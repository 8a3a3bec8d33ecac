//! Opus-Backend hinter zwei schmalen Traits
//!
//! [`EncoderBackend`] und [`DecoderBackend`] sind die Grenze zum nativen
//! Codec. Die Produktiv-Implementierung kapselt audiopus (libopus); die
//! Tests setzen eigene Backends ein, um Latenz und Fehler zu steuern.
//!
//! Das gebuendelte libopus kennt weder DRED noch eine Decoder-Komplexitaet.
//! Beide Werte werden gespeichert, DRED meldet eine Reichweite von 0.

use audiopus::{
    coder::{Decoder, Encoder},
    Application, Bitrate, Channels, SampleRate,
};
use tracing::debug;

use crate::error::{AudioError, AudioResult};
use feldfunk_protocol::codec::{ChannelCount, FecModus, OpusConfig, SampleRate as ProtocolSampleRate};

/// Groesster Opus-Frame (120 ms bei 48 kHz) pro Kanal
pub const MAX_FRAME_SAMPLES: usize = 5760;

/// Obergrenze fuer ein kodiertes Paket
pub const MAX_PAKET_BYTES: usize = 4000;

// libopus CTL-Requests, die audiopus nicht als eigene Methode anbietet
const OPUS_SET_PACKET_LOSS_PERC: i32 = 4014;
const OPUS_SET_DTX: i32 = 4016;
const OPUS_SET_SIGNAL: i32 = 4024;
const OPUS_SIGNAL_VOICE: i32 = 3001;

// ---------------------------------------------------------------------------
// Traits
// ---------------------------------------------------------------------------

/// Nativer Encoder
pub trait EncoderBackend: Send {
    /// Kodiert genau einen Frame, liefert die Anzahl geschriebener Bytes
    fn encode(&mut self, pcm: &[f32], ausgabe: &mut [u8]) -> AudioResult<usize>;
    fn set_bitrate(&mut self, bps: u32) -> AudioResult<()>;
    fn set_complexity(&mut self, komplexitaet: u8) -> AudioResult<()>;
    fn set_fec(&mut self, modus: FecModus) -> AudioResult<()>;
    fn set_packet_loss_perc(&mut self, prozent: u8) -> AudioResult<()>;
    /// Deep-Redundancy-Dauer in 10-ms-Einheiten
    fn set_dred_dauer(&mut self, dauer: u8) -> AudioResult<()>;
    fn set_dtx(&mut self, aktiv: bool) -> AudioResult<()>;
}

/// Nativer Decoder
///
/// Alle `decode*`-Methoden liefern die Anzahl Samples pro Kanal.
pub trait DecoderBackend: Send {
    fn decode(&mut self, paket: &[u8], ausgabe: &mut [f32]) -> AudioResult<usize>;
    /// Rekonstruiert den Frame *vor* `paket` aus dessen Inband-FEC.
    /// `ausgabe` muss genau einen Frame lang sein.
    fn decode_fec(&mut self, paket: &[u8], ausgabe: &mut [f32]) -> AudioResult<usize>;
    /// Packet Loss Concealment ohne Daten
    fn decode_plc(&mut self, ausgabe: &mut [f32]) -> AudioResult<usize>;
    /// Kann `paket` Inband-FEC fuer den Vorgaenger tragen?
    fn hat_fec(&self, paket: &[u8]) -> bool;
    /// Wie viele Samples vor `paket` per DRED rekonstruierbar sind
    fn dred_reichweite(&mut self, paket: &[u8]) -> usize;
    /// Rekonstruiert den Frame, der `versatz` Samples vor `paket` endet
    fn decode_dred(&mut self, paket: &[u8], versatz: usize, ausgabe: &mut [f32])
        -> AudioResult<usize>;
    fn set_complexity(&mut self, komplexitaet: u8) -> AudioResult<()>;
    /// Verstaerkung in Q8-dB (256 = 1 dB)
    fn set_gain(&mut self, q8_db: i16) -> AudioResult<()>;
}

// ---------------------------------------------------------------------------
// libopus
// ---------------------------------------------------------------------------

/// Encoder auf Basis von audiopus
pub struct OpusEncoderBackend {
    encoder: Encoder,
    dred_dauer: u8,
}

impl OpusEncoderBackend {
    /// Erstellt den Encoder und setzt alle Parameter aus `config`
    pub fn neu(config: &OpusConfig) -> AudioResult<Self> {
        let encoder = Encoder::new(
            rate_zu_audiopus(config.sample_rate),
            kanaele_zu_audiopus(config.channels),
            Application::Voip,
        )
        .map_err(codec_fehler)?;

        let mut backend = Self {
            encoder,
            dred_dauer: 0,
        };
        backend
            .encoder
            .set_encoder_ctl_request(OPUS_SET_SIGNAL, OPUS_SIGNAL_VOICE)
            .map_err(codec_fehler)?;
        backend.set_bitrate(config.bitrate_bps)?;
        backend.set_complexity(config.complexity)?;
        backend.set_fec(config.fec)?;
        backend.set_packet_loss_perc(config.packet_loss_perc)?;
        backend.set_dtx(config.dtx_enabled)?;
        backend.set_dred_dauer(config.dred_dauer)?;

        debug!(
            bitrate = config.bitrate_bps,
            komplexitaet = config.complexity,
            fec = ?config.fec,
            "Opus-Encoder erstellt"
        );
        Ok(backend)
    }

    /// Zuletzt gesetzte DRED-Dauer
    pub fn dred_dauer(&self) -> u8 {
        self.dred_dauer
    }
}

impl EncoderBackend for OpusEncoderBackend {
    fn encode(&mut self, pcm: &[f32], ausgabe: &mut [u8]) -> AudioResult<usize> {
        self.encoder.encode_float(pcm, ausgabe).map_err(codec_fehler)
    }

    fn set_bitrate(&mut self, bps: u32) -> AudioResult<()> {
        let bps = bps.clamp(500, 512_000) as i32;
        self.encoder
            .set_bitrate(Bitrate::BitsPerSecond(bps))
            .map_err(codec_fehler)
    }

    fn set_complexity(&mut self, komplexitaet: u8) -> AudioResult<()> {
        self.encoder
            .set_complexity(komplexitaet.min(10))
            .map_err(codec_fehler)
    }

    fn set_fec(&mut self, modus: FecModus) -> AudioResult<()> {
        // libopus 1.3 kennt nur an/aus, "entspannt" wird zu "an"
        self.encoder
            .set_inband_fec(modus != FecModus::Aus)
            .map_err(codec_fehler)
    }

    fn set_packet_loss_perc(&mut self, prozent: u8) -> AudioResult<()> {
        self.encoder
            .set_encoder_ctl_request(OPUS_SET_PACKET_LOSS_PERC, prozent.min(100) as i32)
            .map_err(codec_fehler)
    }

    fn set_dred_dauer(&mut self, dauer: u8) -> AudioResult<()> {
        self.dred_dauer = dauer.min(100);
        Ok(())
    }

    fn set_dtx(&mut self, aktiv: bool) -> AudioResult<()> {
        self.encoder
            .set_encoder_ctl_request(OPUS_SET_DTX, aktiv as i32)
            .map_err(codec_fehler)
    }
}

/// Decoder auf Basis von audiopus
///
/// Die Verstaerkung wird nach dem Dekodieren in Software angewendet.
///
/// `set_complexity` merkt sich den Wert nur: der Decoder von libopus 1.3
/// hat keine Komplexitaet. Der Throttle des [`VoiceDecoder`](crate::VoiceDecoder)
/// bleibt mit diesem Backend daher ohne Wirkung auf die Dekodierkosten.
pub struct OpusDecoderBackend {
    decoder: Decoder,
    kanaele: usize,
    komplexitaet: u8,
    verstaerkung: f32,
}

impl OpusDecoderBackend {
    pub fn neu(config: &OpusConfig) -> AudioResult<Self> {
        let decoder = Decoder::new(
            rate_zu_audiopus(config.sample_rate),
            kanaele_zu_audiopus(config.channels),
        )
        .map_err(codec_fehler)?;

        debug!(sample_rate = ?config.sample_rate, "Opus-Decoder erstellt");
        Ok(Self {
            decoder,
            kanaele: config.channels as usize,
            komplexitaet: config.complexity,
            verstaerkung: 1.0,
        })
    }

    /// Zuletzt gesetzte Komplexitaet
    pub fn komplexitaet(&self) -> u8 {
        self.komplexitaet
    }

    fn verstaerken(&self, ausgabe: &mut [f32], samples: usize) {
        if (self.verstaerkung - 1.0).abs() > f32::EPSILON {
            let ende = (samples * self.kanaele).min(ausgabe.len());
            for s in &mut ausgabe[..ende] {
                *s *= self.verstaerkung;
            }
        }
    }
}

impl DecoderBackend for OpusDecoderBackend {
    fn decode(&mut self, paket: &[u8], ausgabe: &mut [f32]) -> AudioResult<usize> {
        let samples = self
            .decoder
            .decode_float(Some(paket), &mut *ausgabe, false)
            .map_err(codec_fehler)?;
        self.verstaerken(ausgabe, samples);
        Ok(samples)
    }

    fn decode_fec(&mut self, paket: &[u8], ausgabe: &mut [f32]) -> AudioResult<usize> {
        let samples = self
            .decoder
            .decode_float(Some(paket), &mut *ausgabe, true)
            .map_err(codec_fehler)?;
        self.verstaerken(ausgabe, samples);
        Ok(samples)
    }

    fn decode_plc(&mut self, ausgabe: &mut [f32]) -> AudioResult<usize> {
        let samples = self
            .decoder
            .decode_float(None::<&[u8]>, &mut *ausgabe, false)
            .map_err(codec_fehler)?;
        self.verstaerken(ausgabe, samples);
        Ok(samples)
    }

    fn hat_fec(&self, paket: &[u8]) -> bool {
        hat_lbrr(paket)
    }

    fn dred_reichweite(&mut self, _paket: &[u8]) -> usize {
        0
    }

    fn decode_dred(
        &mut self,
        _paket: &[u8],
        _versatz: usize,
        _ausgabe: &mut [f32],
    ) -> AudioResult<usize> {
        Err(AudioError::CodecFehler(
            "DRED wird vom gebuendelten libopus nicht unterstuetzt".to_string(),
        ))
    }

    fn set_complexity(&mut self, komplexitaet: u8) -> AudioResult<()> {
        // Nur gemerkt, siehe Typ-Doku
        self.komplexitaet = komplexitaet.min(10);
        Ok(())
    }

    fn set_gain(&mut self, q8_db: i16) -> AudioResult<()> {
        self.verstaerkung = 10f32.powf(q8_db as f32 / (20.0 * 256.0));
        Ok(())
    }
}

/// Prueft anhand des TOC-Bytes, ob das Paket SILK-Anteile hat
///
/// Nur SILK- und Hybrid-Pakete (Konfiguration 0–15) koennen LBRR-Daten fuer
/// den Vorgaenger tragen. Fehlen sie trotzdem, faellt libopus beim
/// FEC-Dekodieren selbst auf PLC zurueck.
pub fn hat_lbrr(paket: &[u8]) -> bool {
    match paket.first() {
        Some(toc) => (toc >> 3) < 16,
        None => false,
    }
}

// ---------------------------------------------------------------------------
// Konvertierungs-Hilfsfunktionen
// ---------------------------------------------------------------------------

fn codec_fehler(e: audiopus::Error) -> AudioError {
    AudioError::CodecFehler(e.to_string())
}

fn rate_zu_audiopus(rate: ProtocolSampleRate) -> SampleRate {
    match rate {
        ProtocolSampleRate::Hz8000 => SampleRate::Hz8000,
        ProtocolSampleRate::Hz16000 => SampleRate::Hz16000,
        ProtocolSampleRate::Hz24000 => SampleRate::Hz24000,
        ProtocolSampleRate::Hz48000 => SampleRate::Hz48000,
    }
}

fn kanaele_zu_audiopus(ch: ChannelCount) -> Channels {
    match ch {
        ChannelCount::Mono => Channels::Mono,
        ChannelCount::Stereo => Channels::Stereo,
    }
}

#[cfg(test)]
mod tests {
    use super::*;

    #[test]
    fn encoder_backend_erstellbar() {
        let backend = OpusEncoderBackend::neu(&OpusConfig::default());
        assert!(backend.is_ok());
    }

    #[test]
    fn decoder_backend_erstellbar() {
        let backend = OpusDecoderBackend::neu(&OpusConfig::default());
        assert!(backend.is_ok());
    }

    #[test]
    fn frame_kodieren_und_dekodieren() {
        let config = OpusConfig::default();
        let mut enc = OpusEncoderBackend::neu(&config).unwrap();
        let mut dec = OpusDecoderBackend::neu(&config).unwrap();

        let pcm: Vec<f32> = (0..960).map(|i| (i as f32 * 0.05).sin() * 0.4).collect();
        let mut paket = vec![0u8; MAX_PAKET_BYTES];
        let laenge = enc.encode(&pcm, &mut paket).unwrap();
        assert!(laenge > 0);

        let mut ausgabe = vec![0.0f32; MAX_FRAME_SAMPLES];
        let samples = dec.decode(&paket[..laenge], &mut ausgabe).unwrap();
        assert_eq!(samples, 960);
    }

    #[test]
    fn falsche_frame_groesse_ist_codec_fehler() {
        let mut enc = OpusEncoderBackend::neu(&OpusConfig::default()).unwrap();
        let mut paket = vec![0u8; MAX_PAKET_BYTES];
        let err = enc.encode(&[0.0; 100], &mut paket).unwrap_err();
        assert!(matches!(err, AudioError::CodecFehler(_)));
    }

    #[test]
    fn plc_liefert_einen_frame() {
        let mut dec = OpusDecoderBackend::neu(&OpusConfig::default()).unwrap();
        let mut ausgabe = vec![0.0f32; 960];
        assert_eq!(dec.decode_plc(&mut ausgabe).unwrap(), 960);
    }

    #[test]
    fn decoder_komplexitaet_wird_nur_gemerkt() {
        let mut dec = OpusDecoderBackend::neu(&OpusConfig::default()).unwrap();
        dec.set_complexity(4).unwrap();
        assert_eq!(dec.komplexitaet(), 4);
        dec.set_complexity(15).unwrap();
        assert_eq!(dec.komplexitaet(), 10);

        let mut ausgabe = vec![0.0f32; 960];
        assert_eq!(dec.decode_plc(&mut ausgabe).unwrap(), 960);
    }

    #[test]
    fn lbrr_nur_bei_silk_und_hybrid() {
        // Konfiguration 1 (SILK NB 20ms)
        assert!(hat_lbrr(&[1 << 3, 0xAA]));
        // Konfiguration 13 (Hybrid SWB 20ms)
        assert!(hat_lbrr(&[13 << 3]));
        // Konfiguration 31 (CELT FB 20ms)
        assert!(!hat_lbrr(&[31 << 3]));
        assert!(!hat_lbrr(&[]));
    }

    #[test]
    fn verstaerkung_in_q8_db() {
        let mut dec = OpusDecoderBackend::neu(&OpusConfig::default()).unwrap();
        dec.set_gain(6 * 256).unwrap();
        assert!((dec.verstaerkung - 1.995).abs() < 0.01);
        dec.set_gain(0).unwrap();
        assert!((dec.verstaerkung - 1.0).abs() < f32::EPSILON);
    }

    #[test]
    fn dred_ohne_unterstuetzung() {
        let mut dec = OpusDecoderBackend::neu(&OpusConfig::default()).unwrap();
        assert_eq!(dec.dred_reichweite(&[0x08]), 0);
        let mut enc = OpusEncoderBackend::neu(&OpusConfig::default()).unwrap();
        enc.set_dred_dauer(200).unwrap();
        assert_eq!(enc.dred_dauer(), 100);
    }
}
====
What to do
Using the data above, restate word for word the lines from its opening line through the line that contains "const OPUS_SIGNAL_VOICE: i32 = 3001;", and no more.

Exercise output
repository 8a3a3bec8d33ecac
//! Opus-Backend hinter zwei schmalen Traits
//!
//! [`EncoderBackend`] und [`DecoderBackend`] sind die Grenze zum nativen
//! Codec. Die Produktiv-Implementierung kapselt audiopus (libopus); die
//! Tests setzen eigene Backends ein, um Latenz und Fehler zu steuern.
//!
//! Das gebuendelte libopus kennt weder DRED noch eine Decoder-Komplexitaet.
//! Beide Werte werden gespeichert, DRED meldet eine Reichweite von 0.

use audiopus::{
    coder::{Decoder, Encoder},
    Application, Bitrate, Channels, SampleRate,
};
use tracing::debug;

use crate::error::{AudioError, AudioResult};
use feldfunk_protocol::codec::{ChannelCount, FecModus, OpusConfig, SampleRate as ProtocolSampleRate};

/// Groesster Opus-Frame (120 ms bei 48 kHz) pro Kanal
pub const MAX_FRAME_SAMPLES: usize = 5760;

/// Obergrenze fuer ein kodiertes Paket
pub const MAX_PAKET_BYTES: usize = 4000;

// libopus CTL-Requests, die audiopus nicht als eigene Methode anbietet
const OPUS_SET_PACKET_LOSS_PERC: i32 = 4014;
const OPUS_SET_DTX: i32 = 4016;
const OPUS_SET_SIGNAL: i32 = 4024;
const OPUS_SIGNAL_VOICE: i32 = 3001;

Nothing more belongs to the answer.